Instructions to follow =
All of the records must be given again exactly.

[Dataset entries]
#####

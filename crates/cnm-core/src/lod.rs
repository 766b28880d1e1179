//! Level-of-detail visibility decisions

use crate::node::Node;
use serde::{Deserialize, Serialize};

fn default_near_distance() -> f64 {
    300.0
}

fn default_importance_per_unit() -> f64 {
    0.01
}

/// Distance-scaled importance threshold
///
/// Within `near_distance` every node renders. Beyond it a node renders only
/// when its importance exceeds `(distance - near_distance) * importance_per_unit`.
/// Visibility therefore never grows with distance and never shrinks with
/// importance.
#[derive(Debug, Clone, Copy, PartialEq, Serialize, Deserialize)]
#[serde(rename_all = "camelCase")]
pub struct LevelOfDetail {
    #[serde(default = "default_near_distance")]
    pub near_distance: f64,

    #[serde(default = "default_importance_per_unit")]
    pub importance_per_unit: f64,
}

impl Default for LevelOfDetail {
    fn default() -> Self {
        Self {
            near_distance: default_near_distance(),
            importance_per_unit: default_importance_per_unit(),
        }
    }
}

impl LevelOfDetail {
    /// Negative inputs are clamped to zero
    pub fn new(near_distance: f64, importance_per_unit: f64) -> Self {
        Self {
            near_distance: near_distance.max(0.0),
            importance_per_unit: importance_per_unit.max(0.0),
        }
    }

    /// Importance a node must exceed to render at `distance`
    pub fn importance_threshold(&self, distance: f64) -> f64 {
        (distance - self.near_distance).max(0.0) * self.importance_per_unit
    }

    /// Whether `node` should render at `distance` from the camera
    ///
    /// A NaN distance never renders.
    pub fn should_render(&self, node: &Node, distance: f64) -> bool {
        if distance.is_nan() {
            return false;
        }
        if distance <= self.near_distance {
            return true;
        }
        node.importance() > self.importance_threshold(distance)
    }
}

/// [`LevelOfDetail::should_render`] with default thresholds
pub fn should_render_node(node: &Node, distance: f64) -> bool {
    LevelOfDetail::default().should_render(node, distance)
}

#[cfg(test)]
mod tests {
    use super::*;
    use crate::node::{Category, NodeType};

    fn node(value: Option<f64>) -> Node {
        let node = Node::new("n", NodeType::Entity(Category::Material), "N");
        match value {
            Some(v) => node.with_value(v),
            None => node,
        }
    }

    #[test]
    fn test_near_nodes_always_render() {
        assert!(should_render_node(&node(None), 0.0));
        assert!(should_render_node(&node(None), 300.0));
        assert!(should_render_node(&node(Some(-5.0)), 10.0));
    }

    #[test]
    fn test_far_nodes_need_importance() {
        // Threshold at 500 is (500 - 300) * 0.01 = 2.0
        assert!(!should_render_node(&node(None), 500.0));
        assert!(!should_render_node(&node(Some(2.0)), 500.0));
        assert!(should_render_node(&node(Some(2.5)), 500.0));
        assert!(!should_render_node(&node(Some(1e9)), f64::INFINITY));
        assert!(!should_render_node(&node(Some(1e9)), f64::NAN));
    }

    #[test]
    fn test_monotonic_in_distance_and_importance() {
        let lod = LevelOfDetail::new(50.0, 0.05);
        let distances: Vec<f64> = (0..40).map(|i| i as f64 * 25.0).collect();
        let values: Vec<f64> = (0..40).map(|i| i as f64 * 0.5).collect();

        for &v in &values {
            let n = node(Some(v));
            for pair in distances.windows(2) {
                // farther never renders what nearer hides
                assert!(!lod.should_render(&n, pair[1]) || lod.should_render(&n, pair[0]));
            }
        }
        for &d in &distances {
            for pair in values.windows(2) {
                let less = node(Some(pair[0]));
                let more = node(Some(pair[1]));
                assert!(!lod.should_render(&less, d) || lod.should_render(&more, d));
            }
        }
    }

    #[test]
    fn test_negative_config_clamped() {
        let lod = LevelOfDetail::new(-10.0, -1.0);
        assert_eq!(lod.near_distance, 0.0);
        assert_eq!(lod.importance_threshold(100.0), 0.0);
    }
}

#####

Task result =
filename crates/cnm-core/src/lod.rs
repository 766b28880d1e1179
//! Level-of-detail visibility decisions

use crate::node::Node;
use serde::{Deserialize, Serialize};

fn default_near_distance() -> f64 {
    300.0
}

fn default_importance_per_unit() -> f64 {
    0.01
}

/// Distance-scaled importance threshold
///
/// Within `near_distance` every node renders. Beyond it a node renders only
/// when its importance exceeds `(distance - near_distance) * importance_per_unit`.
/// Visibility therefore never grows with distance and never shrinks with
/// importance.
#[derive(Debug, Clone, Copy, PartialEq, Serialize, Deserialize)]
#[serde(rename_all = "camelCase")]
pub struct LevelOfDetail {
    #[serde(default = "default_near_distance")]
    pub near_distance: f64,

    #[serde(default = "default_importance_per_unit")]
    pub importance_per_unit: f64,
}

impl Default for LevelOfDetail {
    fn default() -> Self {
        Self {
            near_distance: default_near_distance(),
            importance_per_unit: default_importance_per_unit(),
        }
    }
}

impl LevelOfDetail {
    /// Negative inputs are clamped to zero
    pub fn new(near_distance: f64, importance_per_unit: f64) -> Self {
        Self {
            near_distance: near_distance.max(0.0),
            importance_per_unit: importance_per_unit.max(0.0),
        }
    }

    /// Importance a node must exceed to render at `distance`
    pub fn importance_threshold(&self, distance: f64) -> f64 {
        (distance - self.near_distance).max(0.0) * self.importance_per_unit
    }

    /// Whether `node` should render at `distance` from the camera
    ///
    /// A NaN distance never renders.
    pub fn should_render(&self, node: &Node, distance: f64) -> bool {
        if distance.is_nan() {
            return false;
        }
        if distance <= self.near_distance {
            return true;
        }
        node.importance() > self.importance_threshold(distance)
    }
}

/// [`LevelOfDetail::should_render`] with default thresholds
pub fn should_render_node(node: &Node, distance: f64) -> bool {
    LevelOfDetail::default().should_render(node, distance)
}

#[cfg(test)]
mod tests {
    use super::*;
    use crate::node::{Category, NodeType};

    fn node(value: Option<f64>) -> Node {
        let node = Node::new("n", NodeType::Entity(Category::Material), "N");
        match value {
            Some(v) => node.with_value(v),
            None => node,
        }
    }

    #[test]
    fn test_near_nodes_always_render() {
        assert!(should_render_node(&node(None), 0.0));
        assert!(should_render_node(&node(None), 300.0));
        assert!(should_render_node(&node(Some(-5.0)), 10.0));
    }

    #[test]
    fn test_far_nodes_need_importance() {
        // Threshold at 500 is (500 - 300) * 0.01 = 2.0
        assert!(!should_render_node(&node(None), 500.0));
        assert!(!should_render_node(&node(Some(2.0)), 500.0));
        assert!(should_render_node(&node(Some(2.5)), 500.0));
        assert!(!should_render_node(&node(Some(1e9)), f64::INFINITY));
        assert!(!should_render_node(&node(Some(1e9)), f64::NAN));
    }

    #[test]
    fn test_monotonic_in_distance_and_importance() {
        let lod = LevelOfDetail::new(50.0, 0.05);
        let distances: Vec<f64> = (0..40).map(|i| i as f64 * 25.0).collect();
        let values: Vec<f64> = (0..40).map(|i| i as f64 * 0.5).collect();

        for &v in &values {
            let n = node(Some(v));
            for pair in distances.windows(2) {
                // farther never renders what nearer hides
                assert!(!lod.should_render(&n, pair[1]) || lod.should_render(&n, pair[0]));
            }
        }
        for &d in &distances {
            for pair in values.windows(2) {
                let less = node(Some(pair[0]));
                let more = node(Some(pair[1]));
                assert!(!lod.should_render(&less, d) || lod.should_render(&more, d));
            }
        }
    }

    #[test]
    fn test_negative_config_clamped() {
        let lod = LevelOfDetail::new(-10.0, -1.0);
        assert_eq!(lod.near_distance, 0.0);
        assert_eq!(lod.importance_threshold(100.0), 0.0);
    }
}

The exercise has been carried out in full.